Although this story may be apocryphal, it has been cited in more
than one biography: Tesla happened to attach the device to an
exposed steel girder in his brownstone, thinking the foundations
were built on strudy granite. As he disovered later, the subtrata
in the area consisted of sand&endash;an excellent conductor and
propogator of ground vibrations.
- After setting the little machine up, he proceeded to putter
about the lab on other projects that needed attention. Meanwhile,
for blocks around, chaos reigned as objects fell off shelves,
furniture moved across floors, windows shattered, and pipes broke.
The pandemonium didn't go unnoticed in the local precinct house
where prisoners panicked and police officers fought to keep coffee
and donuts from flying off desks. Used as they were to the
frequent calls about diabolical noises and flashes from Mr.
Tesla's block, they hightailed it over. Racing up the stairs and
into the lab, they found the inventor smashing the vibrator to
bits with a sledgehammer. Turning to them with accustomed
old-world aplomb, he apoligized calmly: " Gentlemen, I am sorry.

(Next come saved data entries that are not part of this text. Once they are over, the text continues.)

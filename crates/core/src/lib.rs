pub mod color;
pub mod config;
pub mod content;
pub mod entity;
pub mod error;
pub mod game;
pub mod mapgen;
pub mod message_log;
pub mod rng;
pub mod state;
pub mod types;

pub use config::{ConfigError, GameConfig};
pub use entity::{
    Actor, Ai, AiKind, Consumable, Entity, EntityKind, Fighter, Inventory, Item, Targeting,
};
pub use error::{ActionFailure, GameError, GameResult};
pub use game::{Action, Game, TurnOutcome};
pub use message_log::{Message, MessageLog};
pub use rng::GameRng;
pub use state::{Map, World};
pub use types::*;
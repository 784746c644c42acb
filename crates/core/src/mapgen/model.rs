//! Output of level generation: carved tiles, rooms, the player start and spawn placements.

use crate::content::{ActorTemplate, ItemTemplate};
use crate::state::Map;
use crate::types::{Pos, TileKind};

use super::layout::RectangularRoom;

#[derive(Clone, Copy, Debug)]
pub struct MonsterSpawn {
    pub template: &'static ActorTemplate,
    pub pos: Pos,
}

#[derive(Clone, Copy, Debug)]
pub struct ItemSpawn {
    pub template: &'static ItemTemplate,
    pub pos: Pos,
}

#[derive(Clone, Debug)]
pub struct GeneratedLevel {
    pub map: Map,
    pub rooms: Vec<RectangularRoom>,
    pub player_start: Pos,
    pub monsters: Vec<MonsterSpawn>,
    pub items: Vec<ItemSpawn>,
}

impl GeneratedLevel {
    /// Every occupied cell, player start included.
    pub fn occupied_cells(&self) -> Vec<Pos> {
        let mut cells = vec![self.player_start];
        cells.extend(self.monsters.iter().map(|spawn| spawn.pos));
        cells.extend(self.items.iter().map(|spawn| spawn.pos));
        cells
    }

    /// Byte fingerprint of the level for reproducibility checks.
    pub fn canonical_bytes(&self) -> Vec<u8> {
        let mut bytes = Vec::new();
        bytes.extend((self.map.width as u32).to_le_bytes());
        bytes.extend((self.map.height as u32).to_le_bytes());
        for y in 0..self.map.height {
            for x in 0..self.map.width {
                bytes.push(match self.map.tile_at(Pos::new(x as i32, y as i32)) {
                    TileKind::Wall => 0,
                    TileKind::Floor => 1,
                });
            }
        }
        bytes.extend(self.player_start.y.to_le_bytes());
        bytes.extend(self.player_start.x.to_le_bytes());

        bytes.extend((self.monsters.len() as u32).to_le_bytes());
        for spawn in &self.monsters {
            bytes.extend(spawn.template.name.as_bytes());
            bytes.extend(spawn.pos.y.to_le_bytes());
            bytes.extend(spawn.pos.x.to_le_bytes());
        }
        bytes.extend((self.items.len() as u32).to_le_bytes());
        for spawn in &self.items {
            bytes.extend(spawn.template.name.as_bytes());
            bytes.extend(spawn.pos.y.to_le_bytes());
            bytes.extend(spawn.pos.x.to_le_bytes());
        }
        bytes
    }
}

You are just a trifle too late to witness my experiment. I found
it necessary to stop it suddenly and unexpectedly in an unusual
way. However, If you will come around this evening, I will have
another oscillator attached to a platform and each of you can
stand on it. You will I am sure find it a most interesting and
pleasurable experience. Now, you must leave, for I have many
things to do. Good day." (Actually, another story is related of
Tesla's good friend Mark Twain, a regular visitor to the
laboratory, standing on the vibrating platform to his great
surprise and pleasure, extoling its theraputic effects while
repeatedly ignoring the inventor's warnings to get down. Before
long, he was made aware of its laxative effects and ran stiffly to
the water closet.)
- One source has it that the device "bonded to the metal on an
atomic level" and Tesla was unable to get at the controls, but it
seems more likely that the wild movements of the girder, combined
with the panic that he might bring the neigborhood down, moved
Tesla to this unsubtle action. He later mused to reporters that
the very earth could be split in two given the right conditions.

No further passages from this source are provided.